WHAT YOU ARE ASKED TO DO =
Only the number is needed: count the lines below that hold the string "Level".
━━ SOURCE DATA ━━
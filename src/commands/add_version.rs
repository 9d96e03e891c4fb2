use crate::content::Item;
use crate::core::{ItemReference, Result, ShellError};
use crate::gate::{self, CommandState, ItemFacts};
use crate::shell::{
    ClientPipelineArgs, Command, CommandContext, Session, ShellConfig, format_item,
};
use async_trait::async_trait;
use tracing::{Instrument, Level, event, info_span};

/// How a run of the add-version continuation ended
#[derive(Debug, Clone, PartialEq, Eq)]
pub enum AddVersionOutcome {
    /// A version was created. `notified` is false for an item's first version.
    VersionAdded { item: Item, notified: bool },
    /// The re-check refused the actor
    Denied,
    /// The reference no longer resolves; the user was alerted
    NotFound,
    /// Unsaved client edits were kept
    Declined,
}

/// Adds a version to the selected item
///
/// `execute` only captures the item reference and schedules [`AddVersion::RUN`];
/// the version is created when the client resumes that continuation.
#[derive(Debug, Clone)]
pub struct AddVersion {
    name: String,
    version_added_message: String,
    item_not_found_alert: String,
}

impl Default for AddVersion {
    fn default() -> Self {
        Self::from_config(&ShellConfig::default())
    }
}

impl AddVersion {
    pub const RUN: &'static str = "Run";

    pub fn from_config(config: &ShellConfig) -> Self {
        Self {
            name: config.add_version_command.clone(),
            version_added_message: config.version_added_message.clone(),
            item_not_found_alert: config.item_not_found_alert.clone(),
        }
    }

    /// `item:versionadded(id={...},version=3,language=en)`
    pub fn version_added_payload(&self, item: &Item) -> String {
        format!(
            "{}(id={},version={},language={})",
            self.version_added_message, item.id, item.version, item.language
        )
    }

    async fn selection_facts(&self, session: &Session, context: &CommandContext) -> Result<Vec<ItemFacts>> {
        let Some(item) = context.single_item() else {
            return Ok(Vec::new());
        };

        let facts = session.content_database().facts(item, session.actor()).await?;
        Ok(vec![facts])
    }

    /// Re-resolves the item from `args` and adds a version if the actor is
    /// still allowed to.
    pub async fn run(&self, session: &Session, args: &ClientPipelineArgs) -> Result<AddVersionOutcome> {
        let reference = args.item_reference()?;
        let span = info_span!(
            "command.add_version.run",
            item = %reference.id,
            language = %reference.language,
            version = reference.version.number(),
            user = %session.actor().username()
        );

        self.run_resolved(session, reference).instrument(span).await
    }

    async fn run_resolved(
        &self,
        session: &Session,
        reference: ItemReference,
    ) -> Result<AddVersionOutcome> {
        let database = session.content_database();

        let Some(item) = database.get_item(&reference).await? else {
            event!(Level::INFO, "item no longer resolves");
            session.client().alert(&self.item_not_found_alert).await?;
            return Ok(AddVersionOutcome::NotFound);
        };

        let facts = match database.facts(&item, session.actor()).await {
            Ok(facts) => facts,
            Err(ShellError::ItemNotFound(_)) => {
                session.client().alert(&self.item_not_found_alert).await?;
                return Ok(AddVersionOutcome::NotFound);
            }
            Err(err) => return Err(err),
        };

        if !gate::may_execute(session.is_administrator(), &facts) {
            event!(Level::DEBUG, ?facts, "add version denied on re-check");
            return Ok(AddVersionOutcome::Denied);
        }

        if !session.client().check_modified().await? {
            event!(Level::DEBUG, "unsaved client changes kept");
            return Ok(AddVersionOutcome::Declined);
        }

        let existing = database.version_numbers(&item, false).await?;

        session
            .audit()
            .audit(session.actor(), &format!("Add version: {}", format_item(&item)));

        let added = database.add_version(&item).await?;

        let notified = !existing.is_empty();
        if notified {
            session
                .client()
                .send_message(&self.name, self.version_added_payload(&added))
                .await?;
        }

        event!(
            Level::INFO,
            new_version = added.version.number(),
            notified,
            "version added"
        );

        Ok(AddVersionOutcome::VersionAdded {
            item: added,
            notified,
        })
    }
}

#[async_trait]
impl Command for AddVersion {
    fn name(&self) -> &str {
        &self.name
    }

    async fn query_state(&self, session: &Session, context: &CommandContext) -> Result<CommandState> {
        let selection = match self.selection_facts(session, context).await {
            Ok(selection) => selection,
            Err(ShellError::ItemNotFound(id)) => {
                event!(Level::TRACE, command = %self.name, item = %id, "selected item is gone");
                return Ok(CommandState::Hidden);
            }
            Err(err) => return Err(err),
        };
        let verdict = gate::evaluate(session.is_administrator(), &selection, self.base_state());

        event!(
            Level::TRACE,
            command = %self.name,
            state = ?verdict.state,
            rule = ?verdict.rule,
            "command state evaluated"
        );

        Ok(verdict.state)
    }

    async fn execute(&self, session: &Session, context: &CommandContext) -> Result<()> {
        let Some(item) = context.single_item() else {
            return Ok(());
        };

        let args = ClientPipelineArgs::from(&item.reference());
        session.client().start(&self.name, AddVersion::RUN, args).await
    }

    async fn resume(&self, session: &Session, method: &str, args: &ClientPipelineArgs) -> Result<()> {
        match method {
            AddVersion::RUN => self.run(session, args).await.map(|_| ()),
            other => Err(ShellError::UnknownContinuation(self.name.clone(), other.to_string())),
        }
    }
}

#[cfg(test)]
mod tests {
    use super::*;
    use crate::core::{ItemId, VersionNumber};

    #[test]
    fn test_version_added_payload() {
        let command = AddVersion::default();
        let item = Item {
            id: ItemId::from_u128(0x110D559F_DEA5_42EA_9C1C_8A5DF7E70EF9),
            language: "en".parse().unwrap(),
            version: VersionNumber::new(3),
            template_id: ItemId::from_u128(0x76036F5E_CBCE_46D1_AF0A_4143F9B557AA),
            name: "Home".into(),
            path: "/sitecore/content/Home".into(),
            is_fallback: false,
            database: "master".into(),
        };

        assert_eq!(
            command.version_added_payload(&item),
            "item:versionadded(id={110D559F-DEA5-42EA-9C1C-8A5DF7E70EF9},version=3,language=en)"
        );
    }

    #[test]
    fn test_name_comes_from_config() {
        let command = AddVersion::from_config(&ShellConfig::new().add_version_command("custom:addversion"));
        assert_eq!(command.name(), "custom:addversion");
        assert_eq!(command.base_state(), CommandState::Enabled);
    }
}
use super::{ContentDatabase, Item};
use crate::core::{ItemId, ItemReference, Language, Result, ShellError, TemplateId, VersionNumber};
use crate::gate::ItemFacts;
use crate::security::{AccessRight, AccessRule, Actor};
use async_trait::async_trait;
use serde::{Deserialize, Serialize};
use std::collections::{BTreeMap, BTreeSet, HashMap};
use tokio::sync::RwLock;
use tracing::{Level, event};

/// Stored state of one item across all its languages
#[derive(Debug, Clone, Serialize, Deserialize)]
pub struct ItemRecord {
    pub id: ItemId,
    pub name: String,
    pub path: String,
    pub template_id: TemplateId,
    #[serde(default)]
    pub read_only: bool,
    #[serde(default)]
    pub lock_owner: Option<String>,
    /// Language whose content is shown where the item has no own version
    #[serde(default)]
    pub fallback_language: Option<Language>,
    #[serde(default)]
    pub access: Vec<AccessRule>,
    #[serde(default)]
    pub versions: BTreeMap<Language, Vec<VersionNumber>>,
}

impl ItemRecord {
    pub fn new(id: ItemId, path: impl Into<String>, template_id: TemplateId) -> Self {
        let path = path.into();
        let name = path.rsplit('/').next().unwrap_or_default().to_string();
        Self {
            id,
            name,
            path,
            template_id,
            read_only: false,
            lock_owner: None,
            fallback_language: None,
            access: Vec::new(),
            versions: BTreeMap::new(),
        }
    }

    /// Gives the item versions `1..=count` in `language`
    pub fn with_versions(mut self, language: Language, count: u32) -> Self {
        self.versions
            .insert(language, (1..=count).map(VersionNumber::new).collect());
        self
    }

    pub fn with_rule(mut self, account: impl Into<String>, right: AccessRight) -> Self {
        self.access.push(AccessRule::new(account, right));
        self
    }

    pub fn with_fallback(mut self, language: Language) -> Self {
        self.fallback_language = Some(language);
        self
    }

    pub fn read_only(mut self) -> Self {
        self.read_only = true;
        self
    }

    pub fn locked_by(mut self, username: impl Into<String>) -> Self {
        self.lock_owner = Some(username.into());
        self
    }

    fn versions_in(&self, language: &Language) -> &[VersionNumber] {
        self.versions.get(language).map(Vec::as_slice).unwrap_or(&[])
    }

    /// Sorts and deduplicates every language's version list. Version 0 is
    /// reserved for "latest" and cannot be stored.
    fn normalize(&mut self) -> Result<()> {
        for (language, versions) in self.versions.iter_mut() {
            if versions.iter().any(VersionNumber::is_latest) {
                return Err(ShellError::Config(format!(
                    "item {} stores version 0 in language '{}'",
                    self.id, language
                )));
            }
            versions.sort_unstable();
            versions.dedup();
        }
        Ok(())
    }

    fn pick(versions: &[VersionNumber], requested: VersionNumber) -> Option<VersionNumber> {
        if requested.is_latest() {
            versions.iter().max().copied()
        } else {
            versions.iter().copied().find(|v| *v == requested)
        }
    }

    fn resolve(&self, reference: &ItemReference, database: &str) -> Option<Item> {
        let own = self.versions_in(&reference.language);

        let (version, is_fallback) = if !own.is_empty() {
            (Self::pick(own, reference.version)?, false)
        } else {
            let fallback = self
                .fallback_language
                .as_ref()
                .filter(|lang| **lang != reference.language)
                .map(|lang| self.versions_in(lang))
                .unwrap_or(&[]);

            if fallback.is_empty() {
                // No content in any language we can show: an empty version.
                if !reference.version.is_latest() {
                    return None;
                }
                (VersionNumber::LATEST, false)
            } else {
                (Self::pick(fallback, reference.version)?, true)
            }
        };

        Some(Item {
            id: self.id,
            language: reference.language.clone(),
            version,
            template_id: self.template_id,
            name: self.name.clone(),
            path: self.path.clone(),
            is_fallback,
            database: database.to_string(),
        })
    }
}

#[derive(Debug, Deserialize)]
struct Fixture {
    name: String,
    #[serde(default)]
    items: Vec<ItemRecord>,
}

/// Content database kept entirely in memory
///
/// Safe to share between sessions; every operation takes the item table
/// lock for its own duration only.
#[derive(Debug)]
pub struct InMemoryContentDatabase {
    name: String,
    items: RwLock<HashMap<ItemId, ItemRecord>>,
}

impl InMemoryContentDatabase {
    pub fn new(name: impl Into<String>) -> Self {
        Self {
            name: name.into(),
            items: RwLock::new(HashMap::new()),
        }
    }

    /// Loads a database from a JSON document: `{"name": "...", "items": [...]}`
    pub fn from_json_str(json: &str) -> Result<Self> {
        let fixture: Fixture = serde_json::from_str(json)?;
        let mut items = HashMap::with_capacity(fixture.items.len());
        for mut record in fixture.items {
            record.normalize()?;
            items.insert(record.id, record);
        }

        Ok(Self {
            name: fixture.name,
            items: RwLock::new(items),
        })
    }

    /// Inserts or replaces an item
    pub async fn insert(&self, record: ItemRecord) {
        self.items.write().await.insert(record.id, record);
    }

    /// Removes an item, returning whether it existed
    pub async fn remove(&self, id: &ItemId) -> bool {
        self.items.write().await.remove(id).is_some()
    }

    /// Returns a copy of the stored record
    pub async fn record(&self, id: &ItemId) -> Option<ItemRecord> {
        self.items.read().await.get(id).cloned()
    }

    /// Sets or clears the item's lock owner
    pub async fn set_lock(&self, id: &ItemId, owner: Option<&str>) -> Result<()> {
        self.update(id, |record| record.lock_owner = owner.map(str::to_string))
            .await
    }

    /// Replaces the item's access rules
    pub async fn set_access(&self, id: &ItemId, rules: Vec<AccessRule>) -> Result<()> {
        self.update(id, move |record| record.access = rules).await
    }

    pub async fn item_count(&self) -> usize {
        self.items.read().await.len()
    }

    async fn update<F>(&self, id: &ItemId, apply: F) -> Result<()>
    where
        F: FnOnce(&mut ItemRecord),
    {
        let mut items = self.items.write().await;
        let record = items
            .get_mut(id)
            .ok_or_else(|| ShellError::ItemNotFound(id.to_string()))?;
        apply(record);
        Ok(())
    }
}

#[async_trait]
impl ContentDatabase for InMemoryContentDatabase {
    fn name(&self) -> &str {
        &self.name
    }

    async fn get_item(&self, reference: &ItemReference) -> Result<Option<Item>> {
        let items = self.items.read().await;
        Ok(items
            .get(&reference.id)
            .and_then(|record| record.resolve(reference, &self.name)))
    }

    async fn facts(&self, item: &Item, actor: &Actor) -> Result<ItemFacts> {
        let items = self.items.read().await;
        let record = items
            .get(&item.id)
            .ok_or_else(|| ShellError::ItemNotFound(item.id.to_string()))?;

        let can_write = actor.has_right(&record.access, &AccessRight::Write);
        let has_lock = record.lock_owner.as_deref() == Some(actor.username());

        Ok(ItemFacts {
            template_id: record.template_id,
            version: item.version,
            read_only: record.read_only,
            is_fallback: item.is_fallback,
            can_write,
            can_write_language: actor
                .has_right(&record.access, &AccessRight::LanguageWrite(item.language.clone())),
            can_lock: can_write && record.lock_owner.is_none(),
            has_lock,
        })
    }

    async fn version_numbers(&self, item: &Item, include_all_languages: bool) -> Result<Vec<VersionNumber>> {
        let items = self.items.read().await;
        let record = items
            .get(&item.id)
            .ok_or_else(|| ShellError::ItemNotFound(item.id.to_string()))?;

        if include_all_languages {
            let all: BTreeSet<VersionNumber> = record.versions.values().flatten().copied().collect();
            Ok(all.into_iter().collect())
        } else {
            Ok(record.versions_in(&item.language).to_vec())
        }
    }

    async fn add_version(&self, item: &Item) -> Result<Item> {
        let mut items = self.items.write().await;
        let record = items
            .get_mut(&item.id)
            .ok_or_else(|| ShellError::ItemNotFound(item.id.to_string()))?;

        let versions = record.versions.entry(item.language.clone()).or_default();
        let next = match versions.iter().max() {
            Some(latest) => latest.next()?,
            None => VersionNumber::FIRST,
        };
        versions.push(next);

        event!(
            Level::DEBUG,
            database = %self.name,
            item = %item.id,
            language = %item.language,
            version = next.number(),
            "version appended"
        );

        Ok(Item {
            id: record.id,
            language: item.language.clone(),
            version: next,
            template_id: record.template_id,
            name: record.name.clone(),
            path: record.path.clone(),
            is_fallback: false,
            database: self.name.clone(),
        })
    }
}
━━━
EXERCISE SOLUTION =
9